Published online by Cambridge University Press: 08 January 2010
Article 7(1) of the ICTY Statute, which has served as the model for the statutes of three other courts applying international criminal law, sets forth a seemingly exhaustive list of the forms of responsibility within the jurisdiction of the Tribunal:
A person who planned, instigated, ordered, committed or otherwise aided and abetted in the planning, preparation or execution of a crime referred to in articles 2 to 5 of the present Statute shall be individually responsible for the crime.
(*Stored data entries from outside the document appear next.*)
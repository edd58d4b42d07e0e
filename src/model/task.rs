use indexmap::IndexSet;
use serde::{Deserialize, Serialize};

/// Canonical task status. External vocabularies (glyphs, localized words)
/// are mapped onto these three at the parsing boundary.
#[derive(Debug, Clone, Copy, PartialEq, Eq, Hash, Serialize, Deserialize)]
#[serde(rename_all = "kebab-case")]
pub enum Status {
    Done,
    InProgress,
    Pending,
}

impl Status {
    /// Completion percentage implied by the status. This is the only place
    /// task progress comes from.
    pub fn progress(self) -> u8 {
        match self {
            Status::Done => 100,
            Status::InProgress => 50,
            Status::Pending => 0,
        }
    }

    pub fn label(self) -> &'static str {
        match self {
            Status::Done => "done",
            Status::InProgress => "in-progress",
            Status::Pending => "pending",
        }
    }

    /// Glyph used by task-master and by our own rows
    pub fn glyph(self) -> char {
        match self {
            Status::Done => '✓',
            Status::InProgress => '►',
            Status::Pending => '○',
        }
    }

    /// Strict parse of a canonical label. Case-insensitive.
    pub fn parse(s: &str) -> Option<Status> {
        match s.trim().to_ascii_lowercase().as_str() {
            "done" => Some(Status::Done),
            "in-progress" | "in_progress" | "inprogress" => Some(Status::InProgress),
            "pending" => Some(Status::Pending),
            _ => None,
        }
    }

    /// Lenient parse: anything unrecognized is pending.
    pub fn from_label(s: &str) -> Status {
        Status::parse(s).unwrap_or(Status::Pending)
    }

    /// Normalize a status cell from the listing table. Substring match,
    /// first rule wins in the order done, pending, in-progress.
    pub fn from_table_cell(cell: &str) -> Status {
        if cell.contains('✓') || cell.contains("done") {
            Status::Done
        } else if cell.contains('○') || cell.contains("pending") {
            Status::Pending
        } else if cell.contains('►') || cell.contains("progress") {
            Status::InProgress
        } else {
            Status::Pending
        }
    }

    /// Map a single status glyph. Unknown or missing glyphs are pending.
    pub fn from_glyph(glyph: Option<char>) -> Status {
        match glyph {
            Some('✓') => Status::Done,
            Some('►') => Status::InProgress,
            _ => Status::Pending,
        }
    }

    /// Next value of the status filter: all → in-progress → pending → done → all
    pub fn cycle_filter(current: Option<Status>) -> Option<Status> {
        match current {
            None => Some(Status::InProgress),
            Some(Status::InProgress) => Some(Status::Pending),
            Some(Status::Pending) => Some(Status::Done),
            Some(Status::Done) => None,
        }
    }
}

#[derive(Debug, Clone, Copy, Default, PartialEq, Eq, Hash, Serialize, Deserialize)]
#[serde(rename_all = "lowercase")]
pub enum Priority {
    High,
    #[default]
    Medium,
    Low,
}

impl Priority {
    /// Sort weight: high=3, medium=2, low=1
    pub fn weight(self) -> u8 {
        match self {
            Priority::High => 3,
            Priority::Medium => 2,
            Priority::Low => 1,
        }
    }

    pub fn label(self) -> &'static str {
        match self {
            Priority::High => "high",
            Priority::Medium => "medium",
            Priority::Low => "low",
        }
    }

    pub fn parse(s: &str) -> Option<Priority> {
        match s.trim().to_ascii_lowercase().as_str() {
            "high" => Some(Priority::High),
            "medium" => Some(Priority::Medium),
            "low" => Some(Priority::Low),
            _ => None,
        }
    }

    /// Lenient parse: missing or unknown priorities are medium.
    pub fn from_label(s: &str) -> Priority {
        Priority::parse(s).unwrap_or(Priority::Medium)
    }

    /// Next value of the priority filter: all → high → medium → low → all
    pub fn cycle_filter(current: Option<Priority>) -> Option<Priority> {
        match current {
            None => Some(Priority::High),
            Some(Priority::High) => Some(Priority::Medium),
            Some(Priority::Medium) => Some(Priority::Low),
            Some(Priority::Low) => None,
        }
    }
}

/// A task in the canonical list
#[derive(Debug, Clone, PartialEq, Eq, Serialize, Deserialize)]
pub struct Task {
    /// Unique within one snapshot. Subtasks use `parent.n`.
    pub id: String,
    /// Full title; truncation happens only when rendering
    pub title: String,
    pub status: Status,
    pub priority: Priority,
    /// Ids this task waits on, in source order
    #[serde(default)]
    pub dependencies: IndexSet<String>,
    #[serde(default)]
    pub subtasks: Vec<Task>,
    #[serde(default, skip_serializing_if = "Option::is_none")]
    pub description: Option<String>,
    #[serde(default, skip_serializing_if = "Option::is_none")]
    pub complexity: Option<String>,
}

impl Task {
    pub fn new(id: impl Into<String>, title: impl Into<String>, status: Status, priority: Priority) -> Self {
        Task {
            id: id.into(),
            title: title.into(),
            status,
            priority,
            dependencies: IndexSet::new(),
            subtasks: Vec::new(),
            description: None,
            complexity: None,
        }
    }

    /// Builder-style helper for dependency lists
    pub fn with_dependencies<I, S>(mut self, deps: I) -> Self
    where
        I: IntoIterator<Item = S>,
        S: Into<String>,
    {
        self.dependencies = deps.into_iter().map(Into::into).collect();
        self
    }

    pub fn with_subtasks(mut self, subtasks: Vec<Task>) -> Self {
        self.subtasks = subtasks;
        self
    }

    /// Derived from status, never stored
    pub fn progress(&self) -> u8 {
        self.status.progress()
    }
}

/// Split a dependency cell or report value (`"1, 2"`, `"None"`, `"-"`) into ids.
/// Status glyphs decorating ids (`3 ✓`) are dropped.
pub fn parse_dependency_list(s: &str) -> IndexSet<String> {
    let trimmed = s.trim();
    if trimmed.is_empty() || trimmed.eq_ignore_ascii_case("none") || trimmed == "-" {
        return IndexSet::new();
    }
    trimmed
        .split(',')
        .map(|part| {
            part.trim()
                .trim_matches(|c: char| matches!(c, '✓' | '►' | '○' | '#'))
                .trim()
                .to_string()
        })
        .filter(|id| !id.is_empty())
        .collect()
}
‘Committed’, in this context, would appear to refer only to physical perpetration by the accused of the crime with which he is charged. Beginning in 1999, however, the ICTY Appeals Chamber has consistently held that ‘committing’ implicitly encompasses participation in a joint criminal enterprise (JCE), even though that term does not expressly appear anywhere in the Statute. As it has been developed in the jurisprudence of the ad hoc Tribunals, JCE is a theory of common-purpose liability: it permits the imposition of individual criminal responsibility on an accused for his knowing and voluntary participation in a group acting with a common criminal purpose or plan.
The doctrine of JCE has its critics, both within and outside the Tribunals. It is certain, however, that JCE is now firmly established in modern international criminal law as a form of responsibility that responds to the concern of how to characterise the role of individual offenders in contemporary armed conflicts, in which collective and organised criminality is notoriously present.